> **ACTIVITY**:
The whole listing is to be printed again exactly.

> **DATASET**:
#####

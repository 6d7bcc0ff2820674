//! Runtime OS and architecture detection

use std::fmt;

use serde::{Deserialize, Serialize};

use crate::error::{Error, Result};

#[derive(Debug, Clone, Copy, PartialEq, Eq, Hash, Serialize, Deserialize)]
#[serde(rename_all = "lowercase")]
pub enum Os {
    Windows,
    MacOs,
    Linux,
}

#[derive(Debug, Clone, Copy, PartialEq, Eq, Hash, Serialize, Deserialize)]
#[serde(rename_all = "lowercase")]
pub enum Arch {
    X86,
    X64,
    Arm,
    Aarch64,
}

#[derive(Debug, Clone, Copy, PartialEq, Eq, Hash, Serialize, Deserialize)]
pub struct Platform {
    pub os: Os,
    pub arch: Arch,
}

impl Platform {
    /// Detect the running platform.
    pub fn current() -> Result<Self> {
        let os = if cfg!(target_os = "windows") {
            Os::Windows
        } else if cfg!(target_os = "macos") {
            Os::MacOs
        } else if cfg!(target_os = "linux") {
            Os::Linux
        } else {
            return Err(Error::Configuration(format!(
                "unsupported operating system: {}",
                std::env::consts::OS
            )));
        };

        let arch = if cfg!(target_arch = "x86_64") {
            Arch::X64
        } else if cfg!(target_arch = "x86") {
            Arch::X86
        } else if cfg!(target_arch = "arm") {
            Arch::Arm
        } else if cfg!(target_arch = "aarch64") {
            Arch::Aarch64
        } else {
            return Err(Error::Configuration(format!(
                "unsupported architecture: {}",
                std::env::consts::ARCH
            )));
        };

        Ok(Platform { os, arch })
    }
}

impl fmt::Display for Os {
    fn fmt(&self, f: &mut fmt::Formatter<'_>) -> fmt::Result {
        let name = match self {
            Os::Windows => "windows",
            Os::MacOs => "macos",
            Os::Linux => "linux",
        };
        write!(f, "{}", name)
    }
}

impl fmt::Display for Arch {
    fn fmt(&self, f: &mut fmt::Formatter<'_>) -> fmt::Result {
        let name = match self {
            Arch::X86 => "x86",
            Arch::X64 => "x64",
            Arch::Arm => "arm",
            Arch::Aarch64 => "aarch64",
        };
        write!(f, "{}", name)
    }
}

impl fmt::Display for Platform {
    fn fmt(&self, f: &mut fmt::Formatter<'_>) -> fmt::Result {
        write!(f, "{}-{}", self.os, self.arch)
    }
}

#[cfg(test)]
mod tests {
    use super::*;

    #[test]
    fn test_current_platform_detected() {
        let platform = Platform::current().unwrap();
        assert_eq!(platform.to_string(), format!("{}-{}", platform.os, platform.arch));
    }

    #[test]
    fn test_os_display() {
        assert_eq!(Os::Windows.to_string(), "windows");
        assert_eq!(Os::MacOs.to_string(), "macos");
        assert_eq!(Os::Linux.to_string(), "linux");
    }

    #[test]
    fn test_arch_serialization() {
        let json = serde_json::to_string(&Arch::Aarch64).unwrap();
        assert_eq!(json, "\"aarch64\"");
        let parsed: Arch = serde_json::from_str(&json).unwrap();
        assert_eq!(parsed, Arch::Aarch64);
    }
}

#####

> **WORKED SOLUTION**:
repository 6d7bcc0ff2820674
//! Runtime OS and architecture detection

use std::fmt;

use serde::{Deserialize, Serialize};

use crate::error::{Error, Result};

#[derive(Debug, Clone, Copy, PartialEq, Eq, Hash, Serialize, Deserialize)]
#[serde(rename_all = "lowercase")]
pub enum Os {
    Windows,
    MacOs,
    Linux,
}

#[derive(Debug, Clone, Copy, PartialEq, Eq, Hash, Serialize, Deserialize)]
#[serde(rename_all = "lowercase")]
pub enum Arch {
    X86,
    X64,
    Arm,
    Aarch64,
}

#[derive(Debug, Clone, Copy, PartialEq, Eq, Hash, Serialize, Deserialize)]
pub struct Platform {
    pub os: Os,
    pub arch: Arch,
}

impl Platform {
    /// Detect the running platform.
    pub fn current() -> Result<Self> {
        let os = if cfg!(target_os = "windows") {
            Os::Windows
        } else if cfg!(target_os = "macos") {
            Os::MacOs
        } else if cfg!(target_os = "linux") {
            Os::Linux
        } else {
            return Err(Error::Configuration(format!(
                "unsupported operating system: {}",
                std::env::consts::OS
            )));
        };

        let arch = if cfg!(target_arch = "x86_64") {
            Arch::X64
        } else if cfg!(target_arch = "x86") {
            Arch::X86
        } else if cfg!(target_arch = "arm") {
            Arch::Arm
        } else if cfg!(target_arch = "aarch64") {
            Arch::Aarch64
        } else {
            return Err(Error::Configuration(format!(
                "unsupported architecture: {}",
                std::env::consts::ARCH
            )));
        };

        Ok(Platform { os, arch })
    }
}

impl fmt::Display for Os {
    fn fmt(&self, f: &mut fmt::Formatter<'_>) -> fmt::Result {
        let name = match self {
            Os::Windows => "windows",
            Os::MacOs => "macos",
            Os::Linux => "linux",
        };
        write!(f, "{}", name)
    }
}

impl fmt::Display for Arch {
    fn fmt(&self, f: &mut fmt::Formatter<'_>) -> fmt::Result {
        let name = match self {
            Arch::X86 => "x86",
            Arch::X64 => "x64",
            Arch::Arm => "arm",
            Arch::Aarch64 => "aarch64",
        };
        write!(f, "{}", name)
    }
}

impl fmt::Display for Platform {
    fn fmt(&self, f: &mut fmt::Formatter<'_>) -> fmt::Result {
        write!(f, "{}-{}", self.os, self.arch)
    }
}

#[cfg(test)]
mod tests {
    use super::*;

    #[test]
    fn test_current_platform_detected() {
        let platform = Platform::current().unwrap();
        assert_eq!(platform.to_string(), format!("{}-{}", platform.os, platform.arch));
    }

    #[test]
    fn test_os_display() {
        assert_eq!(Os::Windows.to_string(), "windows");
        assert_eq!(Os::MacOs.to_string(), "macos");
        assert_eq!(Os::Linux.to_string(), "linux");
    }

    #[test]
    fn test_arch_serialization() {
        let json = serde_json::to_string(&Arch::Aarch64).unwrap();
        assert_eq!(json, "\"aarch64\"");
        let parsed: Arch = serde_json::from_str(&json).unwrap();
        assert_eq!(parsed, Arch::Aarch64);
    }
}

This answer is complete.